> TASK GOAL
Without skipping anything, transcribe the listing that follows.
*** SUPPLIED ENTRIES Section Begins ***
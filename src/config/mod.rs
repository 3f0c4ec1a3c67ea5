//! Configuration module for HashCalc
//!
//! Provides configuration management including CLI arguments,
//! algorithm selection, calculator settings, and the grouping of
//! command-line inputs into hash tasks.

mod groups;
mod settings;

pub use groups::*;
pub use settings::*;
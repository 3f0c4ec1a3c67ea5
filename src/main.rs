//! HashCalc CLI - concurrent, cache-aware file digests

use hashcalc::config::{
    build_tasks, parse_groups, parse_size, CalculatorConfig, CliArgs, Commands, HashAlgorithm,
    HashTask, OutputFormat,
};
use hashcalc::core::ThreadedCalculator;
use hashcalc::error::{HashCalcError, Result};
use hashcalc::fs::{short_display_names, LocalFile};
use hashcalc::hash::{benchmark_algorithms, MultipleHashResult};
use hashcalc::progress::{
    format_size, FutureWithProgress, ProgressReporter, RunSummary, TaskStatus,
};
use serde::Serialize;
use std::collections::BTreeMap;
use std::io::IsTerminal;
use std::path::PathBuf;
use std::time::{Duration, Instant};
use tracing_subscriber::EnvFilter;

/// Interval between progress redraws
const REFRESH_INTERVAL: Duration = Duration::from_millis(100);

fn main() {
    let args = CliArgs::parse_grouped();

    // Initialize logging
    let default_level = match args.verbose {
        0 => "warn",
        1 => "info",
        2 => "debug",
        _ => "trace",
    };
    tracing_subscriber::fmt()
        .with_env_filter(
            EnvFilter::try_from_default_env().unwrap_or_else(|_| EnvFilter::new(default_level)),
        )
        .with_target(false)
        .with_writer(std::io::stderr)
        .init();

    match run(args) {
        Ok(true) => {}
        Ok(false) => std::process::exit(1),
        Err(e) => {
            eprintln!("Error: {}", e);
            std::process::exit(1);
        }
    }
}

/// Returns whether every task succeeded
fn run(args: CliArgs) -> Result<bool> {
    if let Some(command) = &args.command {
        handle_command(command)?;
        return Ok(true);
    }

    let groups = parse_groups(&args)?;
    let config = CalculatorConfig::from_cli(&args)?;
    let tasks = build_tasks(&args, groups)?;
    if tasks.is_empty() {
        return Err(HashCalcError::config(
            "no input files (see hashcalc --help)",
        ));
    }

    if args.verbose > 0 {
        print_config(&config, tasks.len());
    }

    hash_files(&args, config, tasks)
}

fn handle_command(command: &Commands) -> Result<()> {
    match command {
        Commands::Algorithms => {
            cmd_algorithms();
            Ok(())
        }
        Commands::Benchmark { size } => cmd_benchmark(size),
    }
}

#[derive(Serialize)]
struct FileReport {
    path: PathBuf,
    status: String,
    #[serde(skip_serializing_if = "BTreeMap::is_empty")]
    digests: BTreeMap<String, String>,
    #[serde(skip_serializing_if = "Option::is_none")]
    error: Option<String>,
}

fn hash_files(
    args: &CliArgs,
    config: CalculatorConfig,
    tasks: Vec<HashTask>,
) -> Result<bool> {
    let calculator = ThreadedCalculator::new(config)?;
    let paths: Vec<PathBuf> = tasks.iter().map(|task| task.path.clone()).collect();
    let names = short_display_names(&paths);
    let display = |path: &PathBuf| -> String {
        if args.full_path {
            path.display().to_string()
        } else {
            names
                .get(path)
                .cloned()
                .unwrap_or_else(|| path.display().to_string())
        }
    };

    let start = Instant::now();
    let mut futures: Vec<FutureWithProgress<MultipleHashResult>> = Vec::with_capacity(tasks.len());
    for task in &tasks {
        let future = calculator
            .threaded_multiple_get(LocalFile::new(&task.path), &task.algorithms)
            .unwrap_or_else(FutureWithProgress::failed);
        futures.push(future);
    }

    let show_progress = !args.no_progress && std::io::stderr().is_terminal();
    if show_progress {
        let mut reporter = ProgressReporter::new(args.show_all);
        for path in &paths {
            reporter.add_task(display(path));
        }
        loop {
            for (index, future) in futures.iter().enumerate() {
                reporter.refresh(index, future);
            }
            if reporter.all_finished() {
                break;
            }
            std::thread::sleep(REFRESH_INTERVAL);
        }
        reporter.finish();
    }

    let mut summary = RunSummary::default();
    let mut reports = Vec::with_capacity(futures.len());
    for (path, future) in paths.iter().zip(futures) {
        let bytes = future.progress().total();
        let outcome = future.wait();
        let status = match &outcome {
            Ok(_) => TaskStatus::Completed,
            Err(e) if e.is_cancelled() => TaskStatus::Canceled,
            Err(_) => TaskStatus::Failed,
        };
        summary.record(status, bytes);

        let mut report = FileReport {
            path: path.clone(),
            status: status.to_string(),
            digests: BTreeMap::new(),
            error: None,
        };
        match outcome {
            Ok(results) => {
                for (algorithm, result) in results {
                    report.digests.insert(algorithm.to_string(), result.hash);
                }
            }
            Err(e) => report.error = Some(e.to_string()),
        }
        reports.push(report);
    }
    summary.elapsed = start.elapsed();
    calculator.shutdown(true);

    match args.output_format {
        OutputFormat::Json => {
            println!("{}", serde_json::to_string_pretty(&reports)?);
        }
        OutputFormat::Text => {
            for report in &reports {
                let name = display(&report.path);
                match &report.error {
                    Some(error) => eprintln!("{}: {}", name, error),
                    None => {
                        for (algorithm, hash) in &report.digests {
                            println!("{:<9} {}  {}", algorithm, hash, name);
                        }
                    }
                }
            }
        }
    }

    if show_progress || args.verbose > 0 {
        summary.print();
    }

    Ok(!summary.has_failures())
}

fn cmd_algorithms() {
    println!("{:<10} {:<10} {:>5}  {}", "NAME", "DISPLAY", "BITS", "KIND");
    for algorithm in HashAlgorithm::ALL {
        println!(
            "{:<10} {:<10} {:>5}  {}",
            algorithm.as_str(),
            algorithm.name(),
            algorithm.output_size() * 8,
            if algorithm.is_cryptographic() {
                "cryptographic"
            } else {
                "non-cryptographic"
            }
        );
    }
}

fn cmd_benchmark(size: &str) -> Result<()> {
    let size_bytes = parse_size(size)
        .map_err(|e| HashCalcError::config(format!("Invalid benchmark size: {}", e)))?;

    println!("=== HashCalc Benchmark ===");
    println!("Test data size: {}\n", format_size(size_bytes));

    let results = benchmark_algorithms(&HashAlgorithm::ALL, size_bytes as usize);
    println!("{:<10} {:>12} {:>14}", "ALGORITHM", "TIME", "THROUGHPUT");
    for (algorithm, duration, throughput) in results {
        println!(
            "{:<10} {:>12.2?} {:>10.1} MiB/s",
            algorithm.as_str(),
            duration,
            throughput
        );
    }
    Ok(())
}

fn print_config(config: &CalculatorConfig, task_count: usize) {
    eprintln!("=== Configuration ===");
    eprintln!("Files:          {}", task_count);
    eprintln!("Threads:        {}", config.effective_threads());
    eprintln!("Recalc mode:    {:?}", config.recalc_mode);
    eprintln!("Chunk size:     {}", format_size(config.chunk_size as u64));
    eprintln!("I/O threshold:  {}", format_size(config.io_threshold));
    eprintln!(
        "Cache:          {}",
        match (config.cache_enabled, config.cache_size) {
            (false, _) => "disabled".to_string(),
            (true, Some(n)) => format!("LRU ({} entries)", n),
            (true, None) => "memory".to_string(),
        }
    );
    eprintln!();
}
*** SUPPLIED ENTRIES Section Ends ***
> ANSWER FOR THIS EXERCISE
filename src/config/mod.rs
repository 3f0c4ec1a3c67ea5
//! Configuration module for HashCalc
//!
//! Provides configuration management including CLI arguments,
//! algorithm selection, calculator settings, and the grouping of
//! command-line inputs into hash tasks.

mod groups;
mod settings;

pub use groups::*;
pub use settings::*;
repository 3f0c4ec1a3c67ea5
filename src/main.rs
//! HashCalc CLI - concurrent, cache-aware file digests

use hashcalc::config::{
    build_tasks, parse_groups, parse_size, CalculatorConfig, CliArgs, Commands, HashAlgorithm,
    HashTask, OutputFormat,
};
use hashcalc::core::ThreadedCalculator;
use hashcalc::error::{HashCalcError, Result};
use hashcalc::fs::{short_display_names, LocalFile};
use hashcalc::hash::{benchmark_algorithms, MultipleHashResult};
use hashcalc::progress::{
    format_size, FutureWithProgress, ProgressReporter, RunSummary, TaskStatus,
};
use serde::Serialize;
use std::collections::BTreeMap;
use std::io::IsTerminal;
use std::path::PathBuf;
use std::time::{Duration, Instant};
use tracing_subscriber::EnvFilter;

/// Interval between progress redraws
const REFRESH_INTERVAL: Duration = Duration::from_millis(100);

fn main() {
    let args = CliArgs::parse_grouped();

    // Initialize logging
    let default_level = match args.verbose {
        0 => "warn",
        1 => "info",
        2 => "debug",
        _ => "trace",
    };
    tracing_subscriber::fmt()
        .with_env_filter(
            EnvFilter::try_from_default_env().unwrap_or_else(|_| EnvFilter::new(default_level)),
        )
        .with_target(false)
        .with_writer(std::io::stderr)
        .init();

    match run(args) {
        Ok(true) => {}
        Ok(false) => std::process::exit(1),
        Err(e) => {
            eprintln!("Error: {}", e);
            std::process::exit(1);
        }
    }
}

/// Returns whether every task succeeded
fn run(args: CliArgs) -> Result<bool> {
    if let Some(command) = &args.command {
        handle_command(command)?;
        return Ok(true);
    }

    let groups = parse_groups(&args)?;
    let config = CalculatorConfig::from_cli(&args)?;
    let tasks = build_tasks(&args, groups)?;
    if tasks.is_empty() {
        return Err(HashCalcError::config(
            "no input files (see hashcalc --help)",
        ));
    }

    if args.verbose > 0 {
        print_config(&config, tasks.len());
    }

    hash_files(&args, config, tasks)
}

fn handle_command(command: &Commands) -> Result<()> {
    match command {
        Commands::Algorithms => {
            cmd_algorithms();
            Ok(())
        }
        Commands::Benchmark { size } => cmd_benchmark(size),
    }
}

#[derive(Serialize)]
struct FileReport {
    path: PathBuf,
    status: String,
    #[serde(skip_serializing_if = "BTreeMap::is_empty")]
    digests: BTreeMap<String, String>,
    #[serde(skip_serializing_if = "Option::is_none")]
    error: Option<String>,
}

fn hash_files(
    args: &CliArgs,
    config: CalculatorConfig,
    tasks: Vec<HashTask>,
) -> Result<bool> {
    let calculator = ThreadedCalculator::new(config)?;
    let paths: Vec<PathBuf> = tasks.iter().map(|task| task.path.clone()).collect();
    let names = short_display_names(&paths);
    let display = |path: &PathBuf| -> String {
        if args.full_path {
            path.display().to_string()
        } else {
            names
                .get(path)
                .cloned()
                .unwrap_or_else(|| path.display().to_string())
        }
    };

    let start = Instant::now();
    let mut futures: Vec<FutureWithProgress<MultipleHashResult>> = Vec::with_capacity(tasks.len());
    for task in &tasks {
        let future = calculator
            .threaded_multiple_get(LocalFile::new(&task.path), &task.algorithms)
            .unwrap_or_else(FutureWithProgress::failed);
        futures.push(future);
    }

    let show_progress = !args.no_progress && std::io::stderr().is_terminal();
    if show_progress {
        let mut reporter = ProgressReporter::new(args.show_all);
        for path in &paths {
            reporter.add_task(display(path));
        }
        loop {
            for (index, future) in futures.iter().enumerate() {
                reporter.refresh(index, future);
            }
            if reporter.all_finished() {
                break;
            }
            std::thread::sleep(REFRESH_INTERVAL);
        }
        reporter.finish();
    }

    let mut summary = RunSummary::default();
    let mut reports = Vec::with_capacity(futures.len());
    for (path, future) in paths.iter().zip(futures) {
        let bytes = future.progress().total();
        let outcome = future.wait();
        let status = match &outcome {
            Ok(_) => TaskStatus::Completed,
            Err(e) if e.is_cancelled() => TaskStatus::Canceled,
            Err(_) => TaskStatus::Failed,
        };
        summary.record(status, bytes);

        let mut report = FileReport {
            path: path.clone(),
            status: status.to_string(),
            digests: BTreeMap::new(),
            error: None,
        };
        match outcome {
            Ok(results) => {
                for (algorithm, result) in results {
                    report.digests.insert(algorithm.to_string(), result.hash);
                }
            }
            Err(e) => report.error = Some(e.to_string()),
        }
        reports.push(report);
    }
    summary.elapsed = start.elapsed();
    calculator.shutdown(true);

    match args.output_format {
        OutputFormat::Json => {
            println!("{}", serde_json::to_string_pretty(&reports)?);
        }
        OutputFormat::Text => {
            for report in &reports {
                let name = display(&report.path);
                match &report.error {
                    Some(error) => eprintln!("{}: {}", name, error),
                    None => {
                        for (algorithm, hash) in &report.digests {
                            println!("{:<9} {}  {}", algorithm, hash, name);
                        }
                    }
                }
            }
        }
    }

    if show_progress || args.verbose > 0 {
        summary.print();
    }

    Ok(!summary.has_failures())
}

fn cmd_algorithms() {
    println!("{:<10} {:<10} {:>5}  {}", "NAME", "DISPLAY", "BITS", "KIND");
    for algorithm in HashAlgorithm::ALL {
        println!(
            "{:<10} {:<10} {:>5}  {}",
            algorithm.as_str(),
            algorithm.name(),
            algorithm.output_size() * 8,
            if algorithm.is_cryptographic() {
                "cryptographic"
            } else {
                "non-cryptographic"
            }
        );
    }
}

fn cmd_benchmark(size: &str) -> Result<()> {
    let size_bytes = parse_size(size)
        .map_err(|e| HashCalcError::config(format!("Invalid benchmark size: {}", e)))?;

    println!("=== HashCalc Benchmark ===");
    println!("Test data size: {}\n", format_size(size_bytes));

    let results = benchmark_algorithms(&HashAlgorithm::ALL, size_bytes as usize);
    println!("{:<10} {:>12} {:>14}", "ALGORITHM", "TIME", "THROUGHPUT");
    for (algorithm, duration, throughput) in results {
        println!(
            "{:<10} {:>12.2?} {:>10.1} MiB/s",
            algorithm.as_str(),
            duration,
            throughput
        );
    }
    Ok(())
}

fn print_config(config: &CalculatorConfig, task_count: usize) {
    eprintln!("=== Configuration ===");
    eprintln!("Files:          {}", task_count);
    eprintln!("Threads:        {}", config.effective_threads());
    eprintln!("Recalc mode:    {:?}", config.recalc_mode);
    eprintln!("Chunk size:     {}", format_size(config.chunk_size as u64));
    eprintln!("I/O threshold:  {}", format_size(config.io_threshold));
    eprintln!(
        "Cache:          {}",
        match (config.cache_enabled, config.cache_size) {
            (false, _) => "disabled".to_string(),
            (true, Some(n)) => format!("LRU ({} entries)", n),
            (true, None) => "memory".to_string(),
        }
    );
    eprintln!();
}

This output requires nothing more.